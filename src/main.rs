// main.rs - CLI entry point

use std::path::Path;
use std::time::Instant;

use geneseq::cli::Config;
use geneseq::core::AnalysisCache;
use geneseq::data::filter_patients;
use geneseq::data::loaders::{load_dataset, load_paired_fasta};
use geneseq::output::write_summary_table;
use geneseq::prelude::*;

fn main() {
    if let Err(e) = run_main() {
        eprintln!("❌ ERROR: {}", e);
        std::process::exit(1);
    }
}

fn run_main() -> Result<(), String> {
    let mut args: Args = argh::from_env();
    let command_line = std::env::args().collect::<Vec<String>>().join(" ");

    // Handle generate config first
    if args.generate_config {
        println!("{}", Config::generate_sample());
        println!("\n💡 Save this content to a .toml file and use --config /path/to/config.toml");
        return Ok(());
    }

    // Load configuration file if specified
    if let Some(config_path) = args.config.clone() {
        args = args.with_config_file(&config_path)?;
    }

    let validation = validate_args(&args)?;
    let config = validation.analysis_config;

    println!("🚀 geneseq v{}", geneseq::VERSION);
    println!(
        "🧬 Preset: {} ({})",
        config.detect_preset(),
        config.description.as_deref().unwrap_or("no description")
    );
    println!(
        "⚙️  Hotspots: window {} / density > {} | Risk: HIGH ≥ {}% / MODERATE ≥ {}% | Motifs: {}",
        config.hotspot_window,
        config.hotspot_threshold,
        config.high_rate_threshold,
        config.moderate_rate_threshold,
        config.motifs.len()
    );

    // Configure thread pool
    if let Some(n) = args.threads {
        rayon::ThreadPoolBuilder::new()
            .num_threads(n)
            .build_global()
            .map_err(|e| format!("Failed to configure thread pool: {}", e))?;
        println!("🧵 Threads: {}", n);
    } else {
        println!("🧵 Threads: {} (auto-detected)", rayon::current_num_threads());
    }

    let total_start = Instant::now();

    let records = load_records(&args)?;
    let records = filter_patients(
        records,
        validation.patient_include_regex.as_ref(),
        validation.patient_exclude_regex.as_ref(),
        args.max_patients,
    );
    if records.is_empty() {
        return Err("No patients left to analyze".to_string());
    }

    if args.dry_run {
        println!("📋 {} patients ready for analysis", records.len());
        println!("✅ Dry run completed successfully");
        return Ok(());
    }

    let output = args.output.as_ref().ok_or("--output is required")?;

    let mut engine = AnalysisEngine::new(config.clone()).map_err(|e| e.to_string())?;
    engine.set_show_progress(!args.no_progress);

    if let Some(cache_path) = &args.cache_file {
        let mut cache = AnalysisCache::new(config);
        if let Some(note) = &args.cache_note {
            cache.set_note(note.clone());
        }
        if Path::new(cache_path).exists() {
            cache.load(cache_path, args.force_recompute)?;
        } else {
            println!("🆕 Cache file {} not found, starting a new cache", cache_path);
        }
        engine.set_cache(cache);
    }

    let outcome = engine.analyze_batch(&records);

    if let (Some(cache_path), Some(cache)) = (&args.cache_file, engine.cache_mut()) {
        if cache.has_new_entries() {
            cache.save(cache_path)?;
        } else {
            println!("💾 Cache unchanged, not rewriting {}", cache_path);
        }
    }

    let report = AnalysisReport::new(outcome.reports, outcome.failures, &command_line);
    write_report(output, &report, validation.report_format)?;

    if let Some(summary_path) = &args.summary {
        write_summary_table(
            summary_path,
            &report.analyses,
            validation.table_format,
            &command_line,
        )?;
    }

    report.print_summary();
    println!(
        "\n🏁 Total time: {:.2}s",
        total_start.elapsed().as_secs_f64()
    );

    Ok(())
}

fn load_records(args: &Args) -> Result<Vec<PatientRecord>, String> {
    if let Some(dataset) = &args.dataset {
        let (records, _) = load_dataset(Path::new(dataset))?;
        return Ok(records);
    }

    match (&args.reference_fasta, &args.sample_fasta) {
        (Some(reference), Some(sample)) => {
            load_paired_fasta(Path::new(reference), Path::new(sample))
        }
        _ => Err("an input is required: --dataset or --reference-fasta with --sample-fasta".to_string()),
    }
}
══════════
Produce a precise copy of all the material above.

**Response to the task:**
filename src/main.rs
// main.rs - CLI entry point

use std::path::Path;
use std::time::Instant;

use geneseq::cli::Config;
use geneseq::core::AnalysisCache;
use geneseq::data::filter_patients;
use geneseq::data::loaders::{load_dataset, load_paired_fasta};
use geneseq::output::write_summary_table;
use geneseq::prelude::*;

fn main() {
    if let Err(e) = run_main() {
        eprintln!("❌ ERROR: {}", e);
        std::process::exit(1);
    }
}

fn run_main() -> Result<(), String> {
    let mut args: Args = argh::from_env();
    let command_line = std::env::args().collect::<Vec<String>>().join(" ");

    // Handle generate config first
    if args.generate_config {
        println!("{}", Config::generate_sample());
        println!("\n💡 Save this content to a .toml file and use --config /path/to/config.toml");
        return Ok(());
    }

    // Load configuration file if specified
    if let Some(config_path) = args.config.clone() {
        args = args.with_config_file(&config_path)?;
    }

    let validation = validate_args(&args)?;
    let config = validation.analysis_config;

    println!("🚀 geneseq v{}", geneseq::VERSION);
    println!(
        "🧬 Preset: {} ({})",
        config.detect_preset(),
        config.description.as_deref().unwrap_or("no description")
    );
    println!(
        "⚙️  Hotspots: window {} / density > {} | Risk: HIGH ≥ {}% / MODERATE ≥ {}% | Motifs: {}",
        config.hotspot_window,
        config.hotspot_threshold,
        config.high_rate_threshold,
        config.moderate_rate_threshold,
        config.motifs.len()
    );

    // Configure thread pool
    if let Some(n) = args.threads {
        rayon::ThreadPoolBuilder::new()
            .num_threads(n)
            .build_global()
            .map_err(|e| format!("Failed to configure thread pool: {}", e))?;
        println!("🧵 Threads: {}", n);
    } else {
        println!("🧵 Threads: {} (auto-detected)", rayon::current_num_threads());
    }

    let total_start = Instant::now();

    let records = load_records(&args)?;
    let records = filter_patients(
        records,
        validation.patient_include_regex.as_ref(),
        validation.patient_exclude_regex.as_ref(),
        args.max_patients,
    );
    if records.is_empty() {
        return Err("No patients left to analyze".to_string());
    }

    if args.dry_run {
        println!("📋 {} patients ready for analysis", records.len());
        println!("✅ Dry run completed successfully");
        return Ok(());
    }

    let output = args.output.as_ref().ok_or("--output is required")?;

    let mut engine = AnalysisEngine::new(config.clone()).map_err(|e| e.to_string())?;
    engine.set_show_progress(!args.no_progress);

    if let Some(cache_path) = &args.cache_file {
        let mut cache = AnalysisCache::new(config);
        if let Some(note) = &args.cache_note {
            cache.set_note(note.clone());
        }
        if Path::new(cache_path).exists() {
            cache.load(cache_path, args.force_recompute)?;
        } else {
            println!("🆕 Cache file {} not found, starting a new cache", cache_path);
        }
        engine.set_cache(cache);
    }

    let outcome = engine.analyze_batch(&records);

    if let (Some(cache_path), Some(cache)) = (&args.cache_file, engine.cache_mut()) {
        if cache.has_new_entries() {
            cache.save(cache_path)?;
        } else {
            println!("💾 Cache unchanged, not rewriting {}", cache_path);
        }
    }

    let report = AnalysisReport::new(outcome.reports, outcome.failures, &command_line);
    write_report(output, &report, validation.report_format)?;

    if let Some(summary_path) = &args.summary {
        write_summary_table(
            summary_path,
            &report.analyses,
            validation.table_format,
            &command_line,
        )?;
    }

    report.print_summary();
    println!(
        "\n🏁 Total time: {:.2}s",
        total_start.elapsed().as_secs_f64()
    );

    Ok(())
}

fn load_records(args: &Args) -> Result<Vec<PatientRecord>, String> {
    if let Some(dataset) = &args.dataset {
        let (records, _) = load_dataset(Path::new(dataset))?;
        return Ok(records);
    }

    match (&args.reference_fasta, &args.sample_fasta) {
        (Some(reference), Some(sample)) => {
            load_paired_fasta(Path::new(reference), Path::new(sample))
        }
        _ => Err("an input is required: --dataset or --reference-fasta with --sample-fasta".to_string()),
    }
}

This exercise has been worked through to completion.